Ogni opera d’arte distrutta è una vita che ci sfugge, il volto di un’anima dimenticata per sempre. Nel caso dello scultore Stanislaw Szukalski, quell’oblio ci è costato veramente tanto.
Non mi era ancora capitato di trovare un documentario biografico su Netflix che raccontasse un autore del quale non avevo mai sentito parlare prima, e nemmeno con l’aiuto della grande G ci si può informare più di tanto su vita e opere di questo artista. La prima domanda, quindi, che sorge spontanea mentre si guarda questo documentario è: perché?

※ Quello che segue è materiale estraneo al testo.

//! Schema-based rule validation.
//!
//! A rule's JSON Schema runs against the entire per-platform tree; each raw
//! violation carries an instance path into that tree. Paths are mapped to
//! structured locations, deduplicated by their first five segments, and then
//! pruned so only the coarsest (lowest error level) violations remain — a
//! missing-at-owner-level failure subsumes the per-file failures beneath it.

use super::SchemaError;
use crate::error::ScanError;
use crate::model::{unescape_json_key, CiPlatform, ScmPlatform};
use crate::rules::Rule;
use serde_json::Value;
use std::collections::BTreeSet;

pub fn validate(
    rule_name: &str,
    rule: &Rule,
    scm: ScmPlatform,
    tree: &Value,
) -> Result<Vec<SchemaError>, ScanError> {
    let schema = rule.schema.as_ref().ok_or_else(|| ScanError::InvalidRule {
        name: rule_name.to_string(),
        reason: "schema rule has no schema".to_string(),
    })?;

    let validator =
        jsonschema::validator_for(schema).map_err(|e| ScanError::SchemaCompile {
            name: rule_name.to_string(),
            scm: scm.as_str().to_string(),
            reason: e.to_string(),
        })?;

    // Unique instance paths first; one field can violate several constraints.
    // `allOf` aggregate errors are skipped, their component failures are
    // reported individually anyway.
    let mut unique_fields: BTreeSet<String> = BTreeSet::new();
    for error in validator.iter_errors(tree) {
        let schema_path = error.schema_path.to_string();
        if schema_path.rsplit('/').next() == Some("allOf") {
            continue;
        }
        unique_fields.insert(error.instance_path.to_string());
    }

    let mut seen_truncated: BTreeSet<String> = BTreeSet::new();
    let mut lowest_level = u8::MAX;
    let mut errors: Vec<SchemaError> = Vec::new();

    for field in &unique_fields {
        let segments = pointer_segments(field);
        let truncated = segments
            .iter()
            .take(5)
            .cloned()
            .collect::<Vec<_>>()
            .join(".");
        if !seen_truncated.insert(truncated) {
            continue;
        }

        let schema_error = parse_error_location(tree, scm, &segments);
        if schema_error.error_level < lowest_level {
            lowest_level = schema_error.error_level;
            errors = vec![schema_error];
        } else if schema_error.error_level == lowest_level {
            errors.push(schema_error);
        }
    }

    Ok(errors)
}

/// Split a JSON pointer (`/a/b/c`) into decoded segments. The root pointer
/// is the empty segment list.
fn pointer_segments(pointer: &str) -> Vec<String> {
    pointer
        .split('/')
        .skip(1)
        .map(|part| part.replace("~1", "/").replace("~0", "~"))
        .collect()
}

/// Map path segments onto the owner -> repo -> CI platform -> file hierarchy
/// with explicit bounds checks; the error level is the number of segments
/// that resolved.
fn parse_error_location(tree: &Value, scm: ScmPlatform, segments: &[String]) -> SchemaError {
    let mut error = SchemaError {
        owner_name: String::new(),
        repository_name: String::new(),
        ci_platform: None,
        pipeline_rel_path: String::new(),
        scm_platform: scm,
        error_level: 0,
    };

    if segments.is_empty() {
        return error;
    }
    error.owner_name = segments[0].clone();
    error.error_level = 1;

    if segments.len() < 3 {
        return error;
    }
    error.repository_name = segments[2].clone();
    error.error_level = 2;

    let Some(platform) = segments.get(3).and_then(|s| CiPlatform::from_tree_key(s)) else {
        return error;
    };
    error.ci_platform = Some(platform);
    error.error_level = 3;

    if segments.len() < 5 {
        return error;
    }
    let file_key = &segments[4];
    error.pipeline_rel_path = relative_path_of(tree, segments, file_key)
        .unwrap_or_else(|| unescape_json_key(file_key));
    error.error_level = 4;

    error
}

/// Look up the violating file's recorded relative path in the tree.
fn relative_path_of(tree: &Value, segments: &[String], file_key: &str) -> Option<String> {
    tree.get(&segments[0])?
        .get(&segments[1])?
        .get(&segments[2])?
        .get(&segments[3])?
        .get(file_key)?
        .get("relativePath")?
        .as_str()
        .map(str::to_string)
}

#[cfg(test)]
mod tests {
    use super::*;
    use serde_json::json;

    fn pipeline_exists_rule() -> Rule {
        Rule {
            description: "workflow exists".to_string(),
            unique_id: 1,
            schema: Some(json!({
                "type": "object",
                "additionalProperties": {
                    "type": "object",
                    "properties": {
                        "repositories": {
                            "type": "object",
                            "additionalProperties": {
                                "type": "object",
                                "properties": {
                                    "github-actions-workflows": {
                                        "type": "object",
                                        "minProperties": 1
                                    }
                                },
                                "required": ["github-actions-workflows"]
                            }
                        }
                    }
                }
            })),
            failure_message: "add a workflow".to_string(),
            enabled_by_default: true,
            in_code_implementation: false,
        }
    }

    fn tree_with_empty_and_missing_workflows() -> Value {
        json!({
            "acme": {
                "ownerName": "acme",
                "repositories": {
                    "bare": {
                        "name": "bare"
                    },
                    "empty": {
                        "name": "empty",
                        "github-actions-workflows": {}
                    }
                }
            }
        })
    }

    #[test]
    fn test_violations_keep_only_lowest_level() {
        let rule = pipeline_exists_rule();
        let tree = tree_with_empty_and_missing_workflows();
        let errors = validate("pipeline-exists", &rule, ScmPlatform::Github, &tree).unwrap();

        // "bare" fails at repository level (2); "empty" fails deeper at the
        // platform map (3). Only the coarser violation survives pruning.
        assert_eq!(errors.len(), 1);
        assert_eq!(errors[0].error_level, 2);
        assert_eq!(errors[0].owner_name, "acme");
        assert_eq!(errors[0].repository_name, "bare");
    }

    #[test]
    fn test_all_errors_share_minimum_level() {
        let rule = pipeline_exists_rule();
        let tree = json!({
            "acme": {
                "repositories": {
                    "one": {"name": "one"},
                    "two": {"name": "two"}
                }
            }
        });
        let errors = validate("pipeline-exists", &rule, ScmPlatform::Github, &tree).unwrap();
        assert_eq!(errors.len(), 2);
        assert!(errors.iter().all(|e| e.error_level == 2));
    }

    #[test]
    fn test_dedup_is_idempotent() {
        let rule = pipeline_exists_rule();
        let tree = tree_with_empty_and_missing_workflows();
        let first = validate("pipeline-exists", &rule, ScmPlatform::Github, &tree).unwrap();
        let second = validate("pipeline-exists", &rule, ScmPlatform::Github, &tree).unwrap();
        assert_eq!(first, second);
    }

    #[test]
    fn test_clean_tree_has_no_errors() {
        let rule = pipeline_exists_rule();
        let tree = json!({
            "acme": {
                "repositories": {
                    "api": {
                        "name": "api",
                        "github-actions-workflows": {
                            "ci": {"relativePath": ".github/workflows/ci.yml"}
                        }
                    }
                }
            }
        });
        let errors = validate("pipeline-exists", &rule, ScmPlatform::Github, &tree).unwrap();
        assert!(errors.is_empty());
    }

    #[test]
    fn test_file_level_error_resolves_relative_path() {
        let rule = Rule {
            description: String::new(),
            unique_id: 2,
            failure_message: "file must carry content".to_string(),
            enabled_by_default: true,
            in_code_implementation: false,
            schema: Some(json!({
                "type": "object",
                "additionalProperties": {
                    "type": "object",
                    "properties": {
                        "repositories": {
                            "type": "object",
                            "additionalProperties": {
                                "type": "object",
                                "properties": {
                                    "github-actions-workflows": {
                                        "type": "object",
                                        "additionalProperties": {
                                            "type": "object",
                                            "required": ["content"]
                                        }
                                    }
                                }
                            }
                        }
                    }
                }
            })),
        };
        let tree = json!({
            "acme": {
                "repositories": {
                    "api": {
                        "github-actions-workflows": {
                            "ci[ESCAPED_DOT]yml": {
                                "relativePath": ".github/workflows/ci.yml"
                            }
                        }
                    }
                }
            }
        });
        let errors = validate("content-required", &rule, ScmPlatform::Github, &tree).unwrap();
        assert_eq!(errors.len(), 1);
        assert_eq!(errors[0].error_level, 4);
        assert_eq!(errors[0].ci_platform, Some(CiPlatform::GithubActions));
        assert_eq!(errors[0].pipeline_rel_path, ".github/workflows/ci.yml");
    }

    #[test]
    fn test_invalid_schema_is_per_rule_error() {
        let mut rule = pipeline_exists_rule();
        rule.schema = Some(json!({"type": "not-a-type"}));
        let err = validate("broken", &rule, ScmPlatform::Github, &json!({})).unwrap_err();
        assert!(matches!(err, ScanError::SchemaCompile { .. }));
    }
}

Sin da subito, si rimane stupiti dalla bellezza delle sue sculture ciclopiche e non di meno, dell’estrema naturalità con cui le forme prendono vita attraverso le sue mani. I suoi particolari concetti di arte, cultura e storia, condividono quella componente di genuina follia che appassionerebbe i bambini. Szukalski è un patriota della natura e in essa trova la sua unica ispirazione. L’uomo, non divenne mai compiuto, restò immaturo così come il suo ospite, il genio, lo volle. Puro e incontaminato dalle regole per poter far parlare la natura attraverso le sue opere. Stanislaw vedeva se stesso come un mediatore divino. Conservarsi puro, non inquinato dalle regole e le costrizioni convenzionali (e in questo credo si distingua da ogni movimento artistico del XX secolo) fu il pilastro della sua particolarissima missione: donare una voce allo spirito del mondo.
E allora: perché?, perché non conoscevamo la sua opera prima dell’interessamento di una figura hollywoodiana com’è quella di Leonardo DiCaprio?, produttore del documentario. Com’è possibile che un così grande talento sia rimasto nascosto per tutti questi anni?
Perché sappiamo tutto di altri suoi contemporanei come Picasso o Matisse e niente di lui?
Ogni artista, è vero, è un mondo a sé: stile, ispirazione, scuola e metodo possono essere molto diversi. Ma qui si parla di notorietà: cos’è che rende un autore noto al pubblico? Evidentemente non è sufficiente la bravura, altrimenti di Szukalski ne avremmo sentito parlare.
I diversi capitoli in cui si divide la biografia sono organizzati di forma che lo spettatore impari a conoscere l’autore nello stesso modo in cui accadde al gruppo di artisti di Los Angeles che lo ri-scoprirono. Dal contrasto fra i due mondi: quello infinitamente grande, possente e superbo di Szukalski e quella nicchia californiana fatta di fumetti e copertine osé, nasce un filmato che si trasforma in testimonianza unica di una vita e opere irripetibili. L’ultimo regalo di un bambino che amò l’Europa (e la Polonia) come a una madre e dalla quale non ricevette mai un gesto d’affetto. Puerile atteggiamento nei confronti dell’arte che fu senza dubbio la sua più grande capacità ma anche la grave causa del suo temprano abbandono.
Orbene, torniamo alla nostra domanda: perché non sapevamo niente di Szukalski? Che fine ha fatto la sua opera? Solo dopo aver compreso fino in fondo la sua storia, ne capiremo il motivo.
Il suo mistico delirio nazionalista nei confronti della Polonia cadde vittima di una circostanza politica ostile che finì col distruggere il suo lascito. Colpevole a metà, la politica non è mai stata compresa da Szukalski, ci provò ma nulla di buono venne fuori da questo rapporto.
Szukalski lo scultore, venne ucciso dal proprio ego mentre “Stash”il piccolo uomo polacco, impiegò i suoi ultimi anni nella stesura di quella stravagante teoria che è lo Zermatismo.